CW: Trauma survivor, referenced noncon and assault, heavy internalized victim-blaming and self-loathing/anti-asexuality (Chris has serious issues from his conditioning around this)

I think you should spend time apart, not with me.

When Chris picks up his phone, it’s not at all the message from Laken he expected to see. Not the kind of thing they’ve ever sent before.

He has to read it two times, then three. The letters swim and shake along with a dull pounding inside his head, but no matter how he tries to make them into other words - tell himself he must have misunderstood, must be missing something - they come back together the same in the end.

I think you should spend time apart, not with me.

Each letter is as crisp and clean as a sterilized blade between each rib, one by one by one by one.

The words are a body blow. They’re a hundred blows, beating him into a barely recognizable shattered shell of himself. It wasn’t supposed to happen this way - it’s been a bad few days, yeah, a bad week really, but until yesterday’s fight it had never occurred to him that Laken might give up on him.

The fight was his fault, anyway.

He meant to apologize last night, but then Nova had come into his room, and he’d lost the rest of the night to lying next to Jake, trying to remember how to stop living inside his head again, how to stop being still.

He’d woke up this morning with his stomach doing butterfly flips inside him, nervous, but he’d really wanted to say he was sorry, for the fight, for all the weirdness lately. He’d wanted to apologize for being difficult.

Instead… he’d woken up to find a missed text from the night before, sent after he’d shoved Nova away but before he could stand to look at anything again.

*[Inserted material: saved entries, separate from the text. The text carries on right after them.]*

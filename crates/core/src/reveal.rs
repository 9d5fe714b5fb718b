//! Simulated incremental display of an already complete reply.

use std::num::NonZeroUsize;
use std::ops::Range;
use std::time::Duration;

use crate::timer::TimerId;

/// Pacing of the reveal effect.
#[derive(Clone, Copy, Debug, PartialEq, Eq, Hash)]
pub struct RevealConfig {
    chunk_chars: NonZeroUsize,
    interval: Duration,
}

impl RevealConfig {
    /// Reveals `chunk_chars` characters every `interval`.
    #[inline]
    pub const fn new(chunk_chars: NonZeroUsize, interval: Duration) -> Self {
        Self {
            chunk_chars,
            interval,
        }
    }

    /// Characters (Unicode scalar values) added per step.
    #[inline]
    pub fn chunk_chars(&self) -> NonZeroUsize {
        self.chunk_chars
    }

    /// Time between two steps.
    #[inline]
    pub fn interval(&self) -> Duration {
        self.interval
    }
}

impl Default for RevealConfig {
    fn default() -> Self {
        Self::new(
            NonZeroUsize::new(3).unwrap_or(NonZeroUsize::MIN),
            Duration::from_millis(20),
        )
    }
}

/// Cursor over a reply being revealed into one message.
#[derive(Debug)]
pub(crate) struct Reveal {
    id: u64,
    message_index: usize,
    message_id: String,
    full_text: String,
    shown_bytes: usize,
    timer: Option<TimerId>,
}

impl Reveal {
    pub fn new(
        id: u64,
        message_index: usize,
        message_id: String,
        full_text: String,
    ) -> Self {
        Self {
            id,
            message_index,
            message_id,
            full_text,
            shown_bytes: 0,
            timer: None,
        }
    }

    #[inline]
    pub fn id(&self) -> u64 {
        self.id
    }

    #[inline]
    pub fn message_index(&self) -> usize {
        self.message_index
    }

    #[inline]
    pub fn message_id(&self) -> &str {
        &self.message_id
    }

    #[inline]
    pub fn timer(&self) -> Option<TimerId> {
        self.timer
    }

    #[inline]
    pub fn set_timer(&mut self, timer: TimerId) {
        self.timer = Some(timer);
    }

    #[inline]
    pub fn full_text(&self) -> &str {
        &self.full_text
    }

    #[inline]
    pub fn is_complete(&self) -> bool {
        self.shown_bytes >= self.full_text.len()
    }

    /// Moves the cursor forward by at most `chunk_chars` characters and
    /// returns the byte range of `full_text` that became visible.
    ///
    /// The range always ends on a character boundary.
    pub fn advance(&mut self, chunk_chars: NonZeroUsize) -> Range<usize> {
        let rest = &self.full_text[self.shown_bytes..];
        let len = rest
            .char_indices()
            .nth(chunk_chars.get())
            .map_or(rest.len(), |(idx, _)| idx);
        let start = self.shown_bytes;
        self.shown_bytes += len;
        start..self.shown_bytes
    }

    /// Number of steps left until the whole text is visible.
    pub fn remaining_steps(&self, chunk_chars: NonZeroUsize) -> usize {
        let rest = self.full_text[self.shown_bytes..].chars().count();
        rest.div_ceil(chunk_chars.get())
    }

    #[inline]
    pub fn into_full_text(self) -> String {
        self.full_text
    }
}
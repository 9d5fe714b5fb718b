//! Core logic of the chat session: message history, dispatching queries
//! to the backend in one of the interaction modes, and revealing replies
//! incrementally.

#![deny(missing_docs)]
#![deny(clippy::missing_safety_doc)]

#[macro_use]
extern crate tracing;

mod controller;
mod message;
mod mode;
mod reveal;
mod timer;
mod transport_client;

pub use controller::{ChatController, ChatView, ControllerBuilder, SubmitOptions};
pub use message::{Message, Role};
pub use reveal::RevealConfig;
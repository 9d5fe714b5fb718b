use chrono::{DateTime, NaiveDateTime, Utc};
use serde::{Deserialize, Serialize};

/// A reply payload as returned by the backend.
///
/// Different endpoints put the reply text in different places: either a
/// top-level `response` field or a nested `message.content`. Flags and
/// diagram payloads come in both snake and camel case. This type accepts
/// all of them; call [`RawReply::normalize`] to get the canonical shape.
#[derive(Clone, Debug, Default, PartialEq, Eq, Serialize, Deserialize)]
#[serde(from = "WireReply")]
pub struct RawReply {
    /// Reply text, for endpoints that answer with a `response` field.
    #[serde(default, skip_serializing_if = "Option::is_none")]
    pub response: Option<String>,
    /// Reply message, for endpoints that answer with a message object.
    #[serde(default, skip_serializing_if = "Option::is_none")]
    pub message: Option<RawMessage>,
    /// Server-side creation time.
    #[serde(default, skip_serializing_if = "Option::is_none")]
    pub timestamp: Option<String>,
    /// Source citations.
    #[serde(default, skip_serializing_if = "Option::is_none")]
    pub sources: Option<Vec<String>>,
    /// Whether the reply comes with a mind-map diagram.
    #[serde(default, skip_serializing_if = "Option::is_none")]
    pub has_mindmap: Option<bool>,
    /// Mermaid source of the mind-map diagram.
    #[serde(default, skip_serializing_if = "Option::is_none")]
    pub mermaid_code: Option<String>,
}

/// What a backend may actually send. Every spelling of the diagram fields
/// is its own slot, so a payload carrying several of them still decodes;
/// the snake case one wins.
#[derive(Deserialize)]
struct WireReply {
    #[serde(default)]
    response: Option<String>,
    #[serde(default)]
    message: Option<RawMessage>,
    #[serde(default)]
    timestamp: Option<String>,
    #[serde(default)]
    sources: Option<Vec<String>>,
    #[serde(default)]
    has_mindmap: Option<bool>,
    #[serde(default, rename = "hasMindMap")]
    has_mind_map_camel: Option<bool>,
    #[serde(default, rename = "hasMindmap")]
    has_mindmap_camel: Option<bool>,
    #[serde(default)]
    mermaid_code: Option<String>,
    #[serde(default, rename = "mermaidCode")]
    mermaid_code_camel: Option<String>,
}

impl From<WireReply> for RawReply {
    fn from(wire: WireReply) -> Self {
        Self {
            response: wire.response,
            message: wire.message,
            timestamp: wire.timestamp,
            sources: wire.sources,
            has_mindmap: wire
                .has_mindmap
                .or(wire.has_mind_map_camel)
                .or(wire.has_mindmap_camel),
            mermaid_code: wire.mermaid_code.or(wire.mermaid_code_camel),
        }
    }
}

/// The nested message object of a [`RawReply`].
#[derive(Clone, Debug, Default, PartialEq, Eq, Serialize, Deserialize)]
pub struct RawMessage {
    /// Reply text.
    #[serde(default, skip_serializing_if = "Option::is_none")]
    pub content: Option<String>,
    /// Server-side creation time.
    #[serde(default, skip_serializing_if = "Option::is_none")]
    pub timestamp: Option<String>,
    /// Source citations.
    #[serde(default, skip_serializing_if = "Option::is_none")]
    pub sources: Option<Vec<String>>,
}

/// Where a mode expects the reply text to be.
#[derive(Clone, Copy, Debug, PartialEq, Eq, Hash)]
pub enum ReplyField {
    /// The top-level `response` field.
    Response,
    /// The nested `message.content` field.
    MessageContent,
}

/// The canonical reply shape used past the transport boundary.
#[derive(Clone, Debug, Default, PartialEq, Eq)]
pub struct Reply {
    /// The complete reply text. Empty when the payload carried none.
    pub text: String,
    /// Server-side creation time, if the payload carried a valid one.
    pub timestamp: Option<DateTime<Utc>>,
    /// Source citations, in the order the backend returned them.
    pub sources: Vec<String>,
    /// Whether the reply comes with a mind-map diagram.
    pub has_mindmap: bool,
    /// Mermaid source of the mind-map diagram.
    pub mermaid_code: Option<String>,
}

impl RawReply {
    /// Creates a payload carrying only a `response` text.
    #[inline]
    pub fn with_response<S: Into<String>>(text: S) -> Self {
        Self {
            response: Some(text.into()),
            ..Default::default()
        }
    }

    /// Creates a payload carrying only a nested `message.content` text.
    #[inline]
    pub fn with_message_content<S: Into<String>>(text: S) -> Self {
        Self {
            message: Some(RawMessage {
                content: Some(text.into()),
                ..Default::default()
            }),
            ..Default::default()
        }
    }

    /// Attaches source citations.
    #[inline]
    pub fn with_sources<I, S>(mut self, sources: I) -> Self
    where
        I: IntoIterator<Item = S>,
        S: Into<String>,
    {
        self.sources = Some(sources.into_iter().map(Into::into).collect());
        self
    }

    /// Attaches a mind-map diagram.
    #[inline]
    pub fn with_mindmap<S: Into<String>>(mut self, mermaid_code: S) -> Self {
        self.has_mindmap = Some(true);
        self.mermaid_code = Some(mermaid_code.into());
        self
    }

    /// Converts the payload into the canonical [`Reply`].
    ///
    /// The text is taken from `preferred` first and from the other field
    /// when the preferred one is missing or empty. A payload without text
    /// under either field yields an
    /// empty reply rather than an error. Top-level metadata wins over
    /// the nested message's.
    pub fn normalize(self, preferred: ReplyField) -> Reply {
        let RawReply {
            response,
            message,
            timestamp,
            sources,
            has_mindmap,
            mermaid_code,
        } = self;
        let RawMessage {
            content,
            timestamp: nested_timestamp,
            sources: nested_sources,
        } = message.unwrap_or_default();

        let (first, second) = match preferred {
            ReplyField::Response => (response, content),
            ReplyField::MessageContent => (content, response),
        };
        let text = first.filter(|text| !text.is_empty()).or(second);

        Reply {
            text: text.unwrap_or_default(),
            timestamp: timestamp
                .or(nested_timestamp)
                .as_deref()
                .and_then(parse_timestamp),
            sources: sources.or(nested_sources).unwrap_or_default(),
            has_mindmap: has_mindmap.unwrap_or(false),
            mermaid_code,
        }
    }
}

/// Parses a server timestamp.
///
/// Accepts RFC 3339, and ISO 8601 without an offset (as produced by
/// Python's `datetime.isoformat()`), which is taken to be UTC.
pub fn parse_timestamp(value: &str) -> Option<DateTime<Utc>> {
    let value = value.trim();
    if let Ok(parsed) = DateTime::parse_from_rfc3339(value) {
        return Some(parsed.with_timezone(&Utc));
    }
    NaiveDateTime::parse_from_str(value, "%Y-%m-%dT%H:%M:%S%.f")
        .ok()
        .map(|naive| naive.and_utc())
}

#[cfg(test)]
mod tests {
    use chrono::TimeZone;
    use serde_json::json;

    use super::*;

    fn from_json(value: serde_json::Value) -> RawReply {
        serde_json::from_value(value).unwrap()
    }

    #[test]
    fn test_preferred_field_wins() {
        let raw = from_json(json!({
            "response": "from response",
            "message": { "content": "from message" }
        }));
        assert_eq!(
            raw.clone().normalize(ReplyField::Response).text,
            "from response"
        );
        assert_eq!(
            raw.normalize(ReplyField::MessageContent).text,
            "from message"
        );
    }

    #[test]
    fn test_falls_back_to_other_field() {
        let raw = from_json(json!({ "response": "hi there" }));
        assert_eq!(raw.normalize(ReplyField::MessageContent).text, "hi there");

        let raw = from_json(json!({ "message": { "content": "nested" } }));
        assert_eq!(raw.normalize(ReplyField::Response).text, "nested");
    }

    #[test]
    fn test_empty_preferred_field_falls_back() {
        let raw = from_json(json!({
            "response": "",
            "message": { "content": "real answer" }
        }));
        assert_eq!(raw.normalize(ReplyField::Response).text, "real answer");

        let raw = from_json(json!({ "message": { "content": "" } }));
        assert_eq!(raw.normalize(ReplyField::MessageContent).text, "");
    }

    #[test]
    fn test_missing_text_is_empty() {
        let raw = from_json(json!({ "sources": ["a.pdf"] }));
        let reply = raw.normalize(ReplyField::Response);
        assert_eq!(reply.text, "");
        assert_eq!(reply.sources, ["a.pdf"]);
    }

    #[test]
    fn test_metadata_spellings() {
        let camel = from_json(json!({
            "response": "x",
            "hasMindMap": true,
            "mermaidCode": "graph TD; A-->B"
        }))
        .normalize(ReplyField::Response);
        let snake = from_json(json!({
            "response": "x",
            "has_mindmap": true,
            "mermaid_code": "graph TD; A-->B"
        }))
        .normalize(ReplyField::Response);
        assert_eq!(camel, snake);
        assert!(camel.has_mindmap);
        assert_eq!(camel.mermaid_code.as_deref(), Some("graph TD; A-->B"));
    }

    #[test]
    fn test_mixed_metadata_spellings() {
        let reply = from_json(json!({
            "response": "x",
            "has_mindmap": true,
            "hasMindMap": false,
            "hasMindmap": false,
            "mermaid_code": "graph TD; A-->B",
            "mermaidCode": "graph LR; B-->A"
        }))
        .normalize(ReplyField::Response);
        assert!(reply.has_mindmap);
        assert_eq!(reply.mermaid_code.as_deref(), Some("graph TD; A-->B"));

        let reply = from_json(json!({ "response": "x", "hasMindmap": true }))
            .normalize(ReplyField::Response);
        assert!(reply.has_mindmap);
    }

    #[test]
    fn test_nested_metadata() {
        let reply = from_json(json!({
            "message": {
                "content": "answer",
                "timestamp": "2024-05-01T10:00:00Z",
                "sources": ["doc1", "doc2"]
            }
        }))
        .normalize(ReplyField::MessageContent);
        assert_eq!(reply.sources, ["doc1", "doc2"]);
        assert_eq!(
            reply.timestamp,
            Some(Utc.with_ymd_and_hms(2024, 5, 1, 10, 0, 0).unwrap())
        );
    }

    #[test]
    fn test_parse_timestamp() {
        let expected = Utc.with_ymd_and_hms(2024, 5, 1, 10, 0, 0).unwrap();
        assert_eq!(parse_timestamp("2024-05-01T10:00:00Z"), Some(expected));
        assert_eq!(parse_timestamp("2024-05-01T12:00:00+02:00"), Some(expected));
        assert_eq!(parse_timestamp("2024-05-01T10:00:00"), Some(expected));
        assert_eq!(
            parse_timestamp("2024-05-01T10:00:00.250000"),
            Some(expected + chrono::TimeDelta::milliseconds(250))
        );
        assert_eq!(parse_timestamp("yesterday"), None);
    }
}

I think you should spend time apart, not with me.

There it sits.

He hasn’t unlocked his phone yet. Instead, he keeps tapping the button to light up the screen, looking at the message preview that has all he needs to see. Lets it go dark again. As if one of these times he’ll click and it’ll say something else.

But it doesn’t,

It just says the same damn thing.

I think you should spend time apart.

Not with me.

He’s still staring at it when another one comes in. He feels the soft pulse of his phone in his hand, and the screen lights on its own.

LAKEN - NOW Did you see my message? 

He thinks maybe Kauri had it easier when he was the age Chris is now. Back when Kauri carried on entire conversations in emoji form, letting the nuance and ambiguity take over, the recipient working through the meaning on their own. With this, each letter is merciless, each word is unmistakable. He can’t misunderstand it. 

Can he?

He opens the phone with shaking fingers, types back yes, presses send, and turns his phone off.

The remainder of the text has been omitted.